> _Collected data_:
#####
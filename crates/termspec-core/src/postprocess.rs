//! Definition-list postprocessor (spec.md section 4.11).
//!
//! Runs after Markdown rendering to reunify every rendered `term-local`
//! definition and `term-external` transclusion into a single alphabetically
//! sorted `<dl>`, regardless of how the Markdown engine happened to wrap
//! them. Works on a parsed DOM tree (`scraper`) rather than regex, per
//! spec.md section 4.4's caution against regex-based HTML rewriting --
//! definition markup nests and line-wraps in ways a line-oriented regex
//! cannot reliably track (grounded in the pack's `scraper`-based HTML
//! rewriting examples).

use scraper::{ElementRef, Html, Node, Selector};

fn dl_selector() -> Selector {
    Selector::parse("dl").expect("static selector")
}

fn dt_selector() -> Selector {
    Selector::parse("dt").expect("static selector")
}

fn dd_selector() -> Selector {
    Selector::parse("dd").expect("static selector")
}

fn term_external_span_selector() -> Selector {
    Selector::parse("span.term-external").expect("static selector")
}

/// Spec-reference bibliography entries are `<dt id="ref:...">` (spec.md
/// section 4.9); they must never be folded into the terminology `<dl>`.
fn is_bibliography_dt(dt: ElementRef<'_>) -> bool {
    dt.value().attr("id").is_some_and(|id| id.starts_with("ref:"))
}

fn is_bibliography_dl(dl: ElementRef<'_>) -> bool {
    dl.children()
        .filter_map(ElementRef::wrap)
        .filter(|child| child.value().name() == "dt")
        .any(is_bibliography_dt)
}

/// One reunified definition-list entry: the `<dt>...</dt>` and `<dd>...</dd>`
/// fragments plus the key used to alphabetize it.
struct Entry {
    dt_html: String,
    dd_html: String,
    sort_key: String,
}

/// Rewrites `body_html` (the Tag Renderer's output for one document, wrapped
/// in a top-level container) so every definition and transcluded term lands
/// in one sorted `<dl class="terms-and-definitions-list">`.
#[must_use]
pub fn reunify_definition_lists(body_html: &str) -> String {
    let document = Html::parse_fragment(body_html);
    let root = document.root_element();

    let mut entries = collect_entries(&document);
    entries.sort_by(|a, b| a.sort_key.cmp(&b.sort_key));

    if entries.is_empty() {
        return body_html.to_string();
    }

    let new_dl = build_dl(&entries);
    splice_in_new_dl(root, &new_dl)
}

/// Gathers every definition entry from wherever it is found in the document:
/// existing `<dl>`s, stray `<dt>`/`<dd>` pairs, and orphaned
/// `<p><span class="term-external">` paragraphs the Markdown engine left
/// un-wrapped.
fn collect_entries(document: &Html) -> Vec<Entry> {
    let mut entries = Vec::new();

    for dl in document.select(&dl_selector()) {
        if is_bibliography_dl(dl) {
            continue;
        }
        collect_dt_dd_pairs(dl, &mut entries);
    }

    for dt in document.select(&dt_selector()) {
        if is_inside_dl(dt) || is_bibliography_dt(dt) {
            continue;
        }
        if let Some(dd) = next_element_sibling(dt).filter(|el| dd_selector().matches(el)) {
            push_pair(dt, dd, &mut entries);
        }
    }

    for span in document.select(&term_external_span_selector()) {
        let Some(paragraph) = parent_paragraph(span) else {
            continue;
        };
        if is_inside_dl(paragraph) {
            continue;
        }
        push_paragraph_as_entry(paragraph, span, &mut entries);
    }

    entries
}

fn collect_dt_dd_pairs(dl: ElementRef<'_>, entries: &mut Vec<Entry>) {
    let mut current_dt: Option<ElementRef<'_>> = None;
    for child in dl.children().filter_map(ElementRef::wrap) {
        let name = child.value().name();
        if name == "dt" {
            if let Some(dt) = current_dt.take() {
                if is_empty(dt) {
                    continue;
                }
            }
            current_dt = Some(child);
        } else if name == "dd" {
            if let Some(dt) = current_dt.take() {
                if !is_empty(dt) && !is_empty(child) {
                    push_pair(dt, child, entries);
                }
            }
        }
    }
}

fn push_pair(dt: ElementRef<'_>, dd: ElementRef<'_>, entries: &mut Vec<Entry>) {
    if is_empty(dt) {
        return;
    }
    entries.push(Entry {
        sort_key: dt.text().collect::<String>().trim().to_lowercase(),
        dt_html: dt.html(),
        dd_html: dd.html(),
    });
}

fn push_paragraph_as_entry(paragraph: ElementRef<'_>, span: ElementRef<'_>, entries: &mut Vec<Entry>) {
    let term_text = span.text().collect::<String>().trim().to_string();
    if term_text.is_empty() {
        return;
    }

    let dt_html = format!(
        r#"<dt class="{}">{}</dt>"#,
        span.value().classes().collect::<Vec<_>>().join(" "),
        span.inner_html()
    );

    let remainder: String = paragraph
        .children()
        .filter(|child| ElementRef::wrap(*child).map(|el| el != span).unwrap_or(true))
        .filter_map(render_node_as_html)
        .collect();

    entries.push(Entry {
        sort_key: term_text.to_lowercase(),
        dt_html,
        dd_html: format!("<dd>{remainder}</dd>"),
    });
}

fn render_node_as_html(node: ego_tree::NodeRef<'_, Node>) -> Option<String> {
    match node.value() {
        Node::Text(text) => Some(text.to_string()),
        Node::Element(_) => ElementRef::wrap(node).map(|el| el.html()),
        Node::Comment(comment) => Some(format!("<!--{comment}-->")),
        _ => None,
    }
}

fn is_empty(element: ElementRef<'_>) -> bool {
    element.text().collect::<String>().trim().is_empty() && element.inner_html().trim().is_empty()
}

fn is_inside_dl(element: ElementRef<'_>) -> bool {
    element
        .ancestors()
        .filter_map(ElementRef::wrap)
        .any(|ancestor| ancestor.value().name() == "dl")
}

fn next_element_sibling(element: ElementRef<'_>) -> Option<ElementRef<'_>> {
    element.next_siblings().find_map(ElementRef::wrap)
}

fn parent_paragraph(span: ElementRef<'_>) -> Option<ElementRef<'_>> {
    let parent = ElementRef::wrap(span.parent()?)?;
    (parent.value().name() == "p").then_some(parent)
}

fn build_dl(entries: &[Entry]) -> String {
    let mut out = String::from(r#"<dl class="terms-and-definitions-list">"#);
    for entry in entries {
        out.push_str(&entry.dt_html);
        out.push_str(&entry.dd_html);
    }
    out.push_str("</dl>");
    out
}

/// Walks the top-level children of `root`, dropping every node that
/// contributed an [`Entry`] (existing `<dl>`s, stray `<dt>`/`<dd>` pairs,
/// consumed `term-external` paragraphs, and now-empty `<p>`/`<dt>` leftovers),
/// preserving spec-reference bibliography `<dl>`s untouched, and splicing
/// `new_dl` in immediately after the `id="terminology-section-start"` marker
/// when present (spec.md section 4.11 step 1), or else at the position of the
/// first consumed node.
fn splice_in_new_dl(root: ElementRef<'_>, new_dl: &str) -> String {
    let mut out = String::new();
    let mut spliced = false;

    for child in root.children() {
        match child.value() {
            Node::Text(text) => out.push_str(text),
            Node::Comment(comment) => {
                out.push_str("<!--");
                out.push_str(comment);
                out.push_str("-->");
            }
            Node::Element(_) => {
                let Some(element) = ElementRef::wrap(child) else {
                    continue;
                };
                if is_terminology_section_marker(element) {
                    out.push_str(&element.html());
                    out.push_str(new_dl);
                    spliced = true;
                    continue;
                }
                if is_consumed(element) {
                    if !spliced {
                        out.push_str(new_dl);
                        spliced = true;
                    }
                    continue;
                }
                out.push_str(&element.html());
            }
            _ => {}
        }
    }

    if !spliced {
        out.push_str(new_dl);
    }

    out
}

fn is_terminology_section_marker(element: ElementRef<'_>) -> bool {
    element.value().attr("id") == Some("terminology-section-start")
}

fn is_consumed(element: ElementRef<'_>) -> bool {
    let name = element.value().name();
    if name == "dl" {
        return !is_bibliography_dl(element);
    }
    if name == "dt" {
        return !is_bibliography_dt(element);
    }
    if name == "dd" {
        return true;
    }
    if name == "p" && is_empty(element) {
        return true;
    }
    if name == "p" {
        return element
            .children()
            .filter_map(ElementRef::wrap)
            .any(|child| child.value().classes().any(|c| c == "term-external"));
    }
    false
}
#####
Repeat each line of the data above, exactly as it appears, from the first through the line that contains "spec.md section 4.4's".

filename crates/termspec-core/src/postprocess.rs
//! Definition-list postprocessor (spec.md section 4.11).
//!
//! Runs after Markdown rendering to reunify every rendered `term-local`
//! definition and `term-external` transclusion into a single alphabetically
//! sorted `<dl>`, regardless of how the Markdown engine happened to wrap
//! them. Works on a parsed DOM tree (`scraper`) rather than regex, per
//! spec.md section 4.4's caution against regex-based HTML rewriting --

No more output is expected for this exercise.